(Stored data)
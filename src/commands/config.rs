use colored::Colorize;
use serde_json::Value;

use crate::cli::{Cli, ConfigCommands};
use crate::config::Config;
use crate::error::{Result, YtotError};

pub async fn run(cli: &Cli, command: &ConfigCommands) -> Result<()> {
    match command {
        ConfigCommands::Show => show(cli).await,
        ConfigCommands::Set { key, value } => set(cli, key, value).await,
        ConfigCommands::Get { key } => get(cli, key).await,
        ConfigCommands::Path => path(cli).await,
    }
}

async fn show(cli: &Cli) -> Result<()> {
    let config = Config::load()?;

    if cli.json {
        println!("{}", serde_json::to_string_pretty(&config)?);
    } else {
        let toml_str =
            toml::to_string_pretty(&config).map_err(|e| YtotError::ConfigError(e.to_string()))?;
        println!("{}", toml_str);
    }

    Ok(())
}

async fn set(cli: &Cli, key: &str, value: &str) -> Result<()> {
    let config = Config::load()?;
    let config = with_value(&config, key, value)?;
    config.save()?;

    if cli.json {
        println!("{}", serde_json::json!({ "key": key, "value": value }));
    } else {
        println!("{} Set {} = {}", "✓".green(), key, value);
    }

    Ok(())
}

async fn get(cli: &Cli, key: &str) -> Result<()> {
    let config = Config::load()?;
    let value = lookup(&config, key)?;

    if cli.json {
        println!("{}", serde_json::json!({ "key": key, "value": value }));
    } else {
        match value {
            Value::Null => println!("{}", "(not set)".dimmed()),
            Value::String(s) => println!("{}", s),
            other => println!("{}", other),
        }
    }

    Ok(())
}

async fn path(cli: &Cli) -> Result<()> {
    let path = Config::config_path();

    if cli.json {
        println!(
            "{}",
            serde_json::json!({
                "path": path.display().to_string()
            })
        );
    } else {
        println!("{}", path.display());
    }

    Ok(())
}

fn unknown_key(key: &str) -> YtotError {
    YtotError::ConfigError(format!("Unknown config key: {}", key))
}

/// Value of a dotted key such as `sync.burst_ms`
fn lookup(config: &Config, key: &str) -> Result<Value> {
    let tree = serde_json::to_value(config)?;
    tree.pointer(&pointer(key))
        .cloned()
        .ok_or_else(|| unknown_key(key))
}

/// Copy of `config` with one dotted key replaced. The raw value is read as
/// the type the key already has; `null` keys take strings.
fn with_value(config: &Config, key: &str, raw: &str) -> Result<Config> {
    let mut tree = serde_json::to_value(config)?;
    let slot = tree.pointer_mut(&pointer(key)).ok_or_else(|| unknown_key(key))?;

    let invalid = |expected: &str| {
        YtotError::ConfigError(format!("{} must be {}, got {:?}", key, expected, raw))
    };
    *slot = match &*slot {
        Value::Bool(_) => Value::Bool(raw.parse().map_err(|_| invalid("true or false"))?),
        Value::Number(n) if n.is_f64() => {
            serde_json::json!(raw.parse::<f64>().map_err(|_| invalid("a number"))?)
        }
        Value::Number(_) => serde_json::json!(raw
            .parse::<u64>()
            .map_err(|_| invalid("a non-negative integer"))?),
        Value::Array(_) => Value::Array(
            raw.split_whitespace()
                .map(|arg| Value::String(arg.to_string()))
                .collect(),
        ),
        Value::Object(_) => return Err(invalid("a single value, not a section")),
        Value::Null | Value::String(_) => Value::String(raw.to_string()),
    };

    let config: Config =
        serde_json::from_value(tree).map_err(|e| YtotError::ConfigError(e.to_string()))?;
    config.validate()?;
    Ok(config)
}

fn pointer(key: &str) -> String {
    format!("/{}", key.replace('.', "/"))
}

#[cfg(test)]
mod tests {
    use super::*;

    #[test]
    fn lookup_reads_nested_values() {
        let config = Config::default();

        assert_eq!(lookup(&config, "sync.burst_ms").unwrap(), serde_json::json!(5000));
        assert_eq!(lookup(&config, "browser.executable").unwrap(), Value::Null);
        assert!(lookup(&config, "sync.nope").is_err());
    }

    #[test]
    fn with_value_keeps_field_types() {
        let config = Config::default();

        let config = with_value(&config, "sync.burst_rate", "1.5").unwrap();
        assert_eq!(config.sync.burst_rate, 1.5);

        let config = with_value(&config, "browser.headless", "true").unwrap();
        assert!(config.browser.headless);

        let config = with_value(&config, "browser.executable", "/usr/bin/chromium").unwrap();
        assert_eq!(config.browser.executable.as_deref(), Some("/usr/bin/chromium"));

        let config = with_value(&config, "browser.extra_args", "--mute-audio --lang=en").unwrap();
        assert_eq!(config.browser.extra_args, vec!["--mute-audio", "--lang=en"]);
    }

    #[test]
    fn with_value_rejects_bad_input() {
        let config = Config::default();

        assert!(with_value(&config, "detection.max_attempts", "many").is_err());
        assert!(with_value(&config, "sync", "1").is_err());
        assert!(with_value(&config, "sync.normal_rate", "0").is_err());
        assert!(with_value(&config, "nope", "1").is_err());
    }
}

**PROBLEM DESCRIPTION:** The data above should be returned exactly as written.

**RESULT FOR THIS TASK:**
filename src/commands/config.rs
use colored::Colorize;
use serde_json::Value;

use crate::cli::{Cli, ConfigCommands};
use crate::config::Config;
use crate::error::{Result, YtotError};

pub async fn run(cli: &Cli, command: &ConfigCommands) -> Result<()> {
    match command {
        ConfigCommands::Show => show(cli).await,
        ConfigCommands::Set { key, value } => set(cli, key, value).await,
        ConfigCommands::Get { key } => get(cli, key).await,
        ConfigCommands::Path => path(cli).await,
    }
}

async fn show(cli: &Cli) -> Result<()> {
    let config = Config::load()?;

    if cli.json {
        println!("{}", serde_json::to_string_pretty(&config)?);
    } else {
        let toml_str =
            toml::to_string_pretty(&config).map_err(|e| YtotError::ConfigError(e.to_string()))?;
        println!("{}", toml_str);
    }

    Ok(())
}

async fn set(cli: &Cli, key: &str, value: &str) -> Result<()> {
    let config = Config::load()?;
    let config = with_value(&config, key, value)?;
    config.save()?;

    if cli.json {
        println!("{}", serde_json::json!({ "key": key, "value": value }));
    } else {
        println!("{} Set {} = {}", "✓".green(), key, value);
    }

    Ok(())
}

async fn get(cli: &Cli, key: &str) -> Result<()> {
    let config = Config::load()?;
    let value = lookup(&config, key)?;

    if cli.json {
        println!("{}", serde_json::json!({ "key": key, "value": value }));
    } else {
        match value {
            Value::Null => println!("{}", "(not set)".dimmed()),
            Value::String(s) => println!("{}", s),
            other => println!("{}", other),
        }
    }

    Ok(())
}

async fn path(cli: &Cli) -> Result<()> {
    let path = Config::config_path();

    if cli.json {
        println!(
            "{}",
            serde_json::json!({
                "path": path.display().to_string()
            })
        );
    } else {
        println!("{}", path.display());
    }

    Ok(())
}

fn unknown_key(key: &str) -> YtotError {
    YtotError::ConfigError(format!("Unknown config key: {}", key))
}

/// Value of a dotted key such as `sync.burst_ms`
fn lookup(config: &Config, key: &str) -> Result<Value> {
    let tree = serde_json::to_value(config)?;
    tree.pointer(&pointer(key))
        .cloned()
        .ok_or_else(|| unknown_key(key))
}

/// Copy of `config` with one dotted key replaced. The raw value is read as
/// the type the key already has; `null` keys take strings.
fn with_value(config: &Config, key: &str, raw: &str) -> Result<Config> {
    let mut tree = serde_json::to_value(config)?;
    let slot = tree.pointer_mut(&pointer(key)).ok_or_else(|| unknown_key(key))?;

    let invalid = |expected: &str| {
        YtotError::ConfigError(format!("{} must be {}, got {:?}", key, expected, raw))
    };
    *slot = match &*slot {
        Value::Bool(_) => Value::Bool(raw.parse().map_err(|_| invalid("true or false"))?),
        Value::Number(n) if n.is_f64() => {
            serde_json::json!(raw.parse::<f64>().map_err(|_| invalid("a number"))?)
        }
        Value::Number(_) => serde_json::json!(raw
            .parse::<u64>()
            .map_err(|_| invalid("a non-negative integer"))?),
        Value::Array(_) => Value::Array(
            raw.split_whitespace()
                .map(|arg| Value::String(arg.to_string()))
                .collect(),
        ),
        Value::Object(_) => return Err(invalid("a single value, not a section")),
        Value::Null | Value::String(_) => Value::String(raw.to_string()),
    };

    let config: Config =
        serde_json::from_value(tree).map_err(|e| YtotError::ConfigError(e.to_string()))?;
    config.validate()?;
    Ok(config)
}

fn pointer(key: &str) -> String {
    format!("/{}", key.replace('.', "/"))
}

#[cfg(test)]
mod tests {
    use super::*;

    #[test]
    fn lookup_reads_nested_values() {
        let config = Config::default();

        assert_eq!(lookup(&config, "sync.burst_ms").unwrap(), serde_json::json!(5000));
        assert_eq!(lookup(&config, "browser.executable").unwrap(), Value::Null);
        assert!(lookup(&config, "sync.nope").is_err());
    }

    #[test]
    fn with_value_keeps_field_types() {
        let config = Config::default();

        let config = with_value(&config, "sync.burst_rate", "1.5").unwrap();
        assert_eq!(config.sync.burst_rate, 1.5);

        let config = with_value(&config, "browser.headless", "true").unwrap();
        assert!(config.browser.headless);

        let config = with_value(&config, "browser.executable", "/usr/bin/chromium").unwrap();
        assert_eq!(config.browser.executable.as_deref(), Some("/usr/bin/chromium"));

        let config = with_value(&config, "browser.extra_args", "--mute-audio --lang=en").unwrap();
        assert_eq!(config.browser.extra_args, vec!["--mute-audio", "--lang=en"]);
    }

    #[test]
    fn with_value_rejects_bad_input() {
        let config = Config::default();

        assert!(with_value(&config, "detection.max_attempts", "many").is_err());
        assert!(with_value(&config, "sync", "1").is_err());
        assert!(with_value(&config, "sync.normal_rate", "0").is_err());
        assert!(with_value(&config, "nope", "1").is_err());
    }
}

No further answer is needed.